Большая Рамона, Жасмин и Лолли, как всегда, идеально справлялись с делами в кухне, даже во время наплыва туристов. Папашка как заведенный продолжал чинить и обновлять все, что ни попадалось под руку, не давая себе отдыха, и к восьми часам вечера замертво валился на кровать.

Большая Рамона старалась как могла всех приободрить, все время что-то пекла по своим «особым рецептам» и даже несколько раз уговорила Пэтси пообедать со мной (в те дни, когда Папашка уезжал по делам), видимо считая, что мне это нужно, хотя на самом деле я не испытывал необходимости в общении с матерью. Приезжали и уезжали интересные гости, тетушка Куин писала прелестные письма, а на Пасху в Блэквуд-Мэнор съехался народ даже издалека. На лужайке стояли столы и играла музыка.

Папашка почти не принимал участия в устройстве пасхального банкета, и все понимали почему. Правда, он появился на празднике, принарядившись в светлый льняной костюм, но все время молча просидел в кресле, наблюдая за танцующими, и выглядел безжизненным, словно душа его давно воспарила. Провалившиеся глаза и желтоватая кожа делали его похожим на человека, удостоенного видения, после которого обычная жизнь потеряла для него всякое очарование.

При одном только взгляде на Папашку у меня перехватывало горло. Паника усиливалась. Сердце начинало биться, как молот, стук его отдавался в ушах. Над головой сияло идеально голубое небо, воздух был теплым, маленький оркестрик играл прелестную музыку, а у меня зуб на зуб не попадал.

В самом центре танцплощадки выплясывал Гоблин, одетый, как и я, в белый костюм-тройку. Он выглядел совсем как настоящий человек из плоти и крови и все время шнырял и лавировал между танцующими. Ему, видимо, было все равно, смотрю я на него или нет. Но потом он бросил на меня взгляд, сразу погрустнел, остановился и протянул ко мне обе руки. Лицо его было омрачено печалью, но на этот раз оно отражало не мои чувства, ибо я дрожал от страха.

«Тебя никто не видит!» – прошептал я едва слышно, и внезапно все вокруг стали для меня чужими, совсем как во время поминальной мессы Линелль.

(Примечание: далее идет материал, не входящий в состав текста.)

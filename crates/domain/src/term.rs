use std::fmt::{Display, Formatter};

use chrono::NaiveDate;
use semestra_core::{AppError, AppResult, NonEmptyString};
use serde::{Deserialize, Serialize};
use uuid::Uuid;

use crate::AcademicYearLabel;

/// Unique identifier for a term record.
#[derive(Debug, Clone, Copy, PartialEq, Eq, Hash, Serialize, Deserialize)]
pub struct TermId(Uuid);

impl TermId {
    /// Creates a new random term identifier.
    #[must_use]
    pub fn new() -> Self {
        Self(Uuid::new_v4())
    }

    /// Creates a term identifier from an existing UUID value.
    #[must_use]
    pub fn from_uuid(value: Uuid) -> Self {
        Self(value)
    }

    /// Returns the underlying UUID value.
    #[must_use]
    pub fn as_uuid(&self) -> Uuid {
        self.0
    }
}

impl Default for TermId {
    fn default() -> Self {
        Self::new()
    }
}

impl Display for TermId {
    fn fmt(&self, formatter: &mut Formatter<'_>) -> std::fmt::Result {
        write!(formatter, "{}", self.0)
    }
}

/// A bounded sub-period of an academic year used for grading and reporting.
///
/// Terms belong to exactly one `(institution, academic year)` pair and are
/// listed in ascending start-date order.
#[derive(Debug, Clone, PartialEq, Eq, Serialize, Deserialize)]
pub struct Term {
    term_id: TermId,
    year: AcademicYearLabel,
    name: NonEmptyString,
    start_date: NaiveDate,
    end_date: NaiveDate,
}

impl Term {
    /// Creates a validated term.
    pub fn new(
        term_id: TermId,
        year: AcademicYearLabel,
        name: impl Into<String>,
        start_date: NaiveDate,
        end_date: NaiveDate,
    ) -> AppResult<Self> {
        if start_date > end_date {
            return Err(AppError::Validation(format!(
                "term start date {start_date} is after end date {end_date}"
            )));
        }

        Ok(Self {
            term_id,
            year,
            name: NonEmptyString::new(name)?,
            start_date,
            end_date,
        })
    }

    /// Returns the term identifier.
    #[must_use]
    pub fn term_id(&self) -> TermId {
        self.term_id
    }

    /// Returns the owning academic year label.
    #[must_use]
    pub fn year(&self) -> &AcademicYearLabel {
        &self.year
    }

    /// Returns the term display name.
    #[must_use]
    pub fn name(&self) -> &NonEmptyString {
        &self.name
    }

    /// Returns the first day of the term.
    #[must_use]
    pub fn start_date(&self) -> NaiveDate {
        self.start_date
    }

    /// Returns the last day of the term.
    #[must_use]
    pub fn end_date(&self) -> NaiveDate {
        self.end_date
    }

    /// Returns whether the given date falls inside the term, bounds included.
    #[must_use]
    pub fn contains(&self, date: NaiveDate) -> bool {
        self.start_date <= date && date <= self.end_date
    }
}

#[cfg(test)]
mod tests {
    use chrono::NaiveDate;

    use crate::AcademicYearLabel;

    use super::{Term, TermId};

    fn date(year: i32, month: u32, day: u32) -> NaiveDate {
        NaiveDate::from_ymd_opt(year, month, day).unwrap_or_else(|| unreachable!())
    }

    fn year_label() -> AcademicYearLabel {
        AcademicYearLabel::parse("2024-2025").unwrap_or_else(|_| unreachable!())
    }

    #[test]
    fn rejects_inverted_date_range() {
        let term = Term::new(
            TermId::new(),
            year_label(),
            "First Term",
            date(2024, 5, 1),
            date(2024, 1, 31),
        );
        assert!(term.is_err());
    }

    #[test]
    fn contains_is_inclusive_on_both_bounds() {
        let term = Term::new(
            TermId::new(),
            year_label(),
            "First Term",
            date(2024, 1, 1),
            date(2024, 4, 30),
        )
        .unwrap_or_else(|_| unreachable!());

        assert!(term.contains(date(2024, 1, 1)));
        assert!(term.contains(date(2024, 4, 30)));
        assert!(term.contains(date(2024, 3, 15)));
        assert!(!term.contains(date(2024, 5, 1)));
        assert!(!term.contains(date(2023, 12, 31)));
    }

    #[test]
    fn single_day_term_is_valid() {
        let term = Term::new(
            TermId::new(),
            year_label(),
            "Exam Day",
            date(2024, 6, 1),
            date(2024, 6, 1),
        );
        assert!(term.is_ok());
    }
}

А может быть, я просто почувствовал себя чудовищем из-за того, что способен видеть Гоблина, который и был единственным действительно близким мне существом, и ничто в целом мире не могло подарить мне утешение или тепло.

Я подумал о Милочке, лежащей в склепе в Новом Орлеане. Интересно, если бы я подошел к воротам склепа, то какой бы запах почувствовал – формальдегида или чего-то другого, мерзкого и отвратительного?

Я направился к старому кладбищу. Оказалось, что там слоняются гости, а Лолли разносит им шампанское. Никаких призраков над могилами я не увидел. Вокруг были только живые. Со мной о чем-то заговорили кузены Милочки, но я их не слышал, ибо в это время представлял, как поднимусь в спальню Папашки, достану из ящика стола пистолет, поднесу его к виску и нажму курок. «Если я сделаю это, страху придет конец», – крутилось в голове.

Тут я почувствовал, как меня обнимают невидимые руки Гоблина и он окутывает меня собою. Я словно почувствовал его сердцебиение и призрачное тепло. Для меня это было не внове. Но в последнее время такие объятия пробуждали во мне чувство вины. Только сейчас они показалось мне чрезвычайно своевременными.

И тогда ко мне вернулась эйфория – та самая дикая эйфория, которая впервые пришла, когда я, заливаясь слезами, покинул больничную палату Милочки.

Я стоял под дубом, гадая, способны ли печальные призраки кладбища видеть гуляющих здесь людей, и плакал.

«Пойдем со мной в дом. – Жасмин обняла меня за плечи и ласково повторила: – Пойдем, Тарквиний, пойдем».

Только в очень серьезных ситуациях наша экономка называла меня полным именем. Я последовал за ней, а она привела меня в кухню, велела сесть и выпить бокал шампанского.

Как всякий деревенский ребенок, я много раз пробовал и вино, и виски, но всегда понемногу. А в тот день, когда Жасмин ушла, я постепенно осушил целую бутылку.